Two disulfide-linked polypeptide chains constitute the active F protein of paramyxoviruses.

The paramyxovirus glycoprotein which is required for virus-induced cell fusion, hemolysis, and the initiation of infection (F protein) has been found with three different viruses to consist of two disulfide-linked glycopolypeptide chains (F₁ and F₂) which are derived from the precursor glycopolypeptide (F₀) by proteolytic cleavage.
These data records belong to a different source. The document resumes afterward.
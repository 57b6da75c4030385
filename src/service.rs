use std::collections::HashSet;
use std::sync::Arc;

use index::EmbeddingIndex;
use matcher::{
    IdentityResolver, LookupTier, Resolution, ResolveMetrics, SimilaritySearch, Threshold,
};
use registry::{PersonAttributes, PersonRecord, RecordStore};
use serde::{Deserialize, Serialize};
use tracing::{debug, error, info, warn};
use uuid::Uuid;

use crate::config::{ConfigLoadError, MatcherYamlConfig, VisageConfig};
use crate::error::{ServiceError, ServiceResult};
use crate::extractor::{EmbeddingExtractor, Extraction};

/// A freshly enrolled (or re-enrolled) person.
#[derive(Debug, Clone, PartialEq, Serialize, Deserialize)]
pub struct Enrollment {
    pub record: PersonRecord,
    /// Detector confidence of the face that was indexed.
    pub confidence: f32,
}

/// Answer to an identification request.
///
/// A miss is not an error: `found` is false and `message` says why. `drift`
/// is set when the probe did match indexed embeddings that have no record,
/// which a plain "no similar face" never does.
#[derive(Debug, Clone, PartialEq, Serialize, Deserialize)]
pub struct IdentifyOutcome {
    pub found: bool,
    #[serde(skip_serializing_if = "Option::is_none")]
    pub identity: Option<PersonRecord>,
    #[serde(skip_serializing_if = "Option::is_none")]
    pub similarity: Option<f32>,
    #[serde(skip_serializing_if = "Option::is_none")]
    pub tier: Option<LookupTier>,
    pub message: String,
    #[serde(default)]
    pub drift: bool,
}

impl IdentifyOutcome {
    fn from_resolution(resolution: Resolution) -> Self {
        match resolution {
            Resolution::Matched {
                record,
                similarity,
                tier,
                ..
            } => Self {
                found: true,
                identity: Some(record),
                similarity: Some(similarity),
                tier: Some(tier),
                message: "match found".to_string(),
                drift: false,
            },
            Resolution::NoCandidates => Self {
                found: false,
                identity: None,
                similarity: None,
                tier: None,
                message: "no similar face above threshold".to_string(),
                drift: false,
            },
            Resolution::Drift { unresolved } => Self {
                found: false,
                identity: None,
                similarity: None,
                tier: None,
                message: format!(
                    "{} matching embedding(s) have no person record",
                    unresolved.len()
                ),
                drift: true,
            },
        }
    }
}

/// What a delete removed.
#[derive(Debug, Clone, PartialEq, Eq, Serialize, Deserialize)]
pub struct DeleteOutcome {
    pub identity_key: String,
    pub embedding_removed: bool,
    pub record_removed: bool,
}

/// What a full reset cleared.
#[derive(Debug, Clone, Default, PartialEq, Eq, Serialize, Deserialize)]
pub struct ResetReport {
    pub index_cleared: bool,
    pub records_cleared: bool,
    pub embeddings_removed: usize,
    pub records_removed: usize,
}

impl ResetReport {
    pub fn is_complete(&self) -> bool {
        self.index_cleared && self.records_cleared
    }
}

/// Disagreements between the index and the record store.
#[derive(Debug, Clone, Default, PartialEq, Eq, Serialize, Deserialize)]
pub struct DriftReport {
    /// Index keys with no record behind them.
    pub orphaned_embeddings: Vec<String>,
    /// Record ids whose embedding is missing from the index.
    pub unindexed_records: Vec<String>,
}

impl DriftReport {
    pub fn is_consistent(&self) -> bool {
        self.orphaned_embeddings.is_empty() && self.unindexed_records.is_empty()
    }
}

#[derive(Debug, Clone, PartialEq, Eq, Serialize, Deserialize)]
pub struct Stats {
    pub embeddings: usize,
    pub records: usize,
    pub dimension: usize,
}

/// Enrollment and identification over an embedding index and a record store.
///
/// Every mutation touches the index and the record store in a fixed order
/// and undoes or reports the first step when the second fails, so the two
/// never silently diverge.
pub struct IdentityService {
    index: Arc<EmbeddingIndex>,
    store: Arc<dyn RecordStore>,
    extractor: Arc<dyn EmbeddingExtractor>,
    search: SimilaritySearch,
    resolver: IdentityResolver,
    threshold: Threshold,
}

impl IdentityService {
    pub fn new(
        index: Arc<EmbeddingIndex>,
        store: Arc<dyn RecordStore>,
        extractor: Arc<dyn EmbeddingExtractor>,
        cfg: &MatcherYamlConfig,
    ) -> ServiceResult<Self> {
        let threshold = cfg.threshold().map_err(config_error)?;
        let max_results = index.config().ann.max_results;
        if cfg.limit > max_results {
            return Err(ServiceError::Config(format!(
                "matcher.limit ({}) exceeds the index's ann.max_results ({max_results})",
                cfg.limit
            )));
        }
        let search = SimilaritySearch::new(Arc::clone(&index), cfg.to_search_config())?;
        let resolver = IdentityResolver::new(Arc::clone(&store), cfg.to_resolver_config());
        Ok(Self {
            index,
            store,
            extractor,
            search,
            resolver,
            threshold,
        })
    }

    /// Open the configured index and build a service over it.
    pub fn from_config(
        cfg: &VisageConfig,
        store: Arc<dyn RecordStore>,
        extractor: Arc<dyn EmbeddingExtractor>,
    ) -> ServiceResult<Self> {
        cfg.validate().map_err(config_error)?;
        let index = EmbeddingIndex::open(cfg.index.to_index_config())?;
        Self::new(Arc::new(index), store, extractor, &cfg.matcher)
    }

    /// Report resolutions and drift to `metrics`.
    pub fn with_metrics(mut self, metrics: Arc<dyn ResolveMetrics>) -> Self {
        self.resolver = self.resolver.with_metrics(metrics);
        self
    }

    pub fn index(&self) -> &Arc<EmbeddingIndex> {
        &self.index
    }

    /// Threshold used when a request does not bring its own.
    pub fn default_threshold(&self) -> Threshold {
        self.threshold
    }

    /// Enroll a new person from a photo.
    ///
    /// The embedding is indexed first under a fresh key, then the record is
    /// created under the same key. If the record cannot be created the
    /// embedding is removed again.
    pub fn enroll(&self, attributes: PersonAttributes, image: &[u8]) -> ServiceResult<Enrollment> {
        attributes.validate()?;
        let extraction = self.extract(image)?;

        let key = Uuid::new_v4().to_string();
        let record = PersonRecord::new(key.clone(), attributes);
        self.index
            .insert(&key, &extraction.vector, record.index_metadata())?;

        if let Err(cause) = self.store.create(record.clone()) {
            warn!(
                identity_key = %key,
                error = %cause,
                "record commit failed; removing indexed embedding"
            );
            if let Err(compensation) = self.index.delete(&key) {
                error!(
                    target: "visage::drift",
                    identity_key = %key,
                    error = %compensation,
                    "failed to remove embedding after record commit failure"
                );
                return Err(ServiceError::CompensationFailed {
                    identity_key: key,
                    cause: cause.to_string(),
                    compensation: compensation.to_string(),
                });
            }
            return Err(cause.into());
        }

        info!(
            identity_key = %key,
            confidence = extraction.confidence,
            "person enrolled"
        );
        Ok(Enrollment {
            record,
            confidence: extraction.confidence,
        })
    }

    /// Identify the person in `image`. `threshold` falls back to the
    /// configured one.
    pub fn identify(&self, image: &[u8], threshold: Option<f32>) -> ServiceResult<IdentifyOutcome> {
        let threshold = self.resolve_threshold(threshold)?;
        let extraction = self.extract(image)?;
        self.identify_with(&extraction.vector, threshold)
    }

    /// Identify from an embedding computed elsewhere.
    pub fn identify_embedding(
        &self,
        vector: &[f32],
        threshold: Option<f32>,
    ) -> ServiceResult<IdentifyOutcome> {
        let threshold = self.resolve_threshold(threshold)?;
        self.identify_with(vector, threshold)
    }

    fn identify_with(&self, vector: &[f32], threshold: Threshold) -> ServiceResult<IdentifyOutcome> {
        let candidates = self.search.search(vector, threshold)?;
        let resolution = self.resolver.resolve(&candidates)?;
        debug!(
            threshold = threshold.value(),
            candidates = candidates.len(),
            outcome = resolution.label(),
            "identification"
        );
        Ok(IdentifyOutcome::from_resolution(resolution))
    }

    /// Delete a person and their embedding.
    ///
    /// The embedding goes first. If the index fails, nothing else is
    /// touched. A legacy alias (the record's `vector_id`) is accepted when
    /// legacy lookup is enabled. Deleting an identity that exists in
    /// neither store is not an error; both flags come back false.
    pub fn delete(&self, identity_key: &str) -> ServiceResult<DeleteOutcome> {
        let mut record = self.store.get_by_id(identity_key)?;
        if record.is_none() && self.resolver.config().legacy_key_fallback {
            record = self.store.get_by_alias(identity_key)?;
        }
        let index_key = record
            .as_ref()
            .map_or(identity_key, |r| r.index_key())
            .to_string();

        let embedding_removed = self.index.delete(&index_key)?;

        let record_removed = match &record {
            Some(r) => match self.store.delete(&r.id) {
                Ok(removed) => removed,
                Err(err) => {
                    warn!(
                        target: "visage::drift",
                        identity_key,
                        error = %err,
                        "embedding removed but record delete failed"
                    );
                    return Err(err.into());
                }
            },
            None => false,
        };

        match (embedding_removed, record_removed) {
            (false, false) => {
                debug!(identity_key, "nothing to delete");
                return Ok(DeleteOutcome {
                    identity_key: identity_key.to_string(),
                    embedding_removed: false,
                    record_removed: false,
                });
            }
            (true, false) => warn!(
                target: "visage::drift",
                identity_key,
                "removed orphaned embedding with no record"
            ),
            (false, true) => warn!(
                target: "visage::drift",
                identity_key,
                "removed record that had no indexed embedding"
            ),
            (true, true) => {}
        }

        info!(identity_key, embedding_removed, record_removed, "person deleted");
        Ok(DeleteOutcome {
            identity_key: identity_key.to_string(),
            embedding_removed,
            record_removed,
        })
    }

    /// Re-enroll an existing person with a new photo.
    ///
    /// The embedding is swapped in one atomic write; a failure leaves the
    /// previous embedding in place.
    pub fn replace_face(&self, identity_key: &str, image: &[u8]) -> ServiceResult<Enrollment> {
        let mut record = self
            .store
            .get_by_id(identity_key)?
            .ok_or_else(|| ServiceError::NotFound(identity_key.to_string()))?;
        let extraction = self.extract(image)?;

        let existed =
            self.index
                .replace(record.index_key(), &extraction.vector, record.index_metadata())?;
        if !existed {
            warn!(
                target: "visage::drift",
                identity_key,
                "record had no indexed embedding; replace created one"
            );
        }

        self.store.update(record.clone())?;
        if let Some(updated) = self.store.get_by_id(identity_key)? {
            record = updated;
        }

        info!(identity_key, confidence = extraction.confidence, "face replaced");
        Ok(Enrollment {
            record,
            confidence: extraction.confidence,
        })
    }

    /// Clear both stores: the index first, then the records.
    ///
    /// An index failure aborts before the records are touched.
    pub fn reset(&self) -> ServiceResult<ResetReport> {
        let records = self.store.count()?;
        let mut report = ResetReport {
            embeddings_removed: self.index.len(),
            ..ResetReport::default()
        };
        self.index.reset()?;
        report.index_cleared = true;

        if let Err(source) = self.store.clear() {
            error!(
                target: "visage::drift",
                error = %source,
                "index reset but record store could not be cleared"
            );
            return Err(ServiceError::PartialReset { report, source });
        }
        report.records_cleared = true;
        report.records_removed = records;

        info!(
            embeddings = report.embeddings_removed,
            records = report.records_removed,
            "identity stores reset"
        );
        Ok(report)
    }

    /// Compare index keys against record ids.
    pub fn audit(&self) -> ServiceResult<DriftReport> {
        let indexed: HashSet<String> = self.index.keys()?.into_iter().collect();

        let mut backed = HashSet::new();
        let mut unindexed_records = Vec::new();
        for id in self.store.ids()? {
            let Some(record) = self.store.get_by_id(&id)? else {
                continue;
            };
            let key = record.index_key().to_string();
            if !indexed.contains(&key) {
                unindexed_records.push(id);
            }
            backed.insert(key);
        }

        let mut orphaned_embeddings: Vec<String> = indexed
            .into_iter()
            .filter(|key| !backed.contains(key))
            .collect();
        orphaned_embeddings.sort_unstable();
        unindexed_records.sort_unstable();

        let report = DriftReport {
            orphaned_embeddings,
            unindexed_records,
        };
        if !report.is_consistent() {
            warn!(
                target: "visage::drift",
                orphaned = report.orphaned_embeddings.len(),
                unindexed = report.unindexed_records.len(),
                "index and record store disagree"
            );
        }
        Ok(report)
    }

    pub fn stats(&self) -> ServiceResult<Stats> {
        Ok(Stats {
            embeddings: self.index.len(),
            records: self.store.count()?,
            dimension: self.index.dimension(),
        })
    }

    /// Fetch a person by identity key.
    pub fn get(&self, identity_key: &str) -> ServiceResult<PersonRecord> {
        self.store
            .get_by_id(identity_key)?
            .ok_or_else(|| ServiceError::NotFound(identity_key.to_string()))
    }

    fn resolve_threshold(&self, threshold: Option<f32>) -> ServiceResult<Threshold> {
        match threshold {
            Some(value) => Ok(Threshold::new(value)?),
            None => Ok(self.threshold),
        }
    }

    fn extract(&self, image: &[u8]) -> ServiceResult<Extraction> {
        if image.is_empty() {
            return Err(ServiceError::EmptyImage);
        }
        self.extractor
            .extract(image)?
            .ok_or(ServiceError::NoFaceDetected)
    }
}

fn config_error(err: ConfigLoadError) -> ServiceError {
    ServiceError::Config(err.to_string())
}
The larger glycopolypeptide chain (F₁) previously identified in SV5, Sendai, and Newcastle disease virions has an estimated molecular weight of 48,000–54,000. The smaller polypeptide chain (F₂) has been found to have a molecular weight of ～10,000–16,000, depending on the virus. The identification of the F₂ polypeptide was accomplished by isolating the disulfide-linked complex (F_1,2) under nonreducing conditions, followed by reduction of the disulfide bonds and separation of the two polypeptide chains. Although both polypeptides are glycosylated, the F₂ polypeptide contains more carbohydrate per unit protein than F₁. No free N-terminus could be detected on the F₀ or F₂ polypeptides of Sendai virus, whereas N-terminal phenylalanine was found on F₁. This suggests that the order of the F₀ polypeptide is X-NH-F₂—Phe-F₁—COOH. The finding that with three different paramyxoviruses the biologically active virions possess F₁ and F₂ polypeptides suggests that this is a general feature of paramyxoviruses, and that the activation of infectivity, cell fusion, and hemolysis is due to a conformational change in the F protein resulting from proteolytic cleavage to form an active complex of two disulfide-linked polypeptide chains.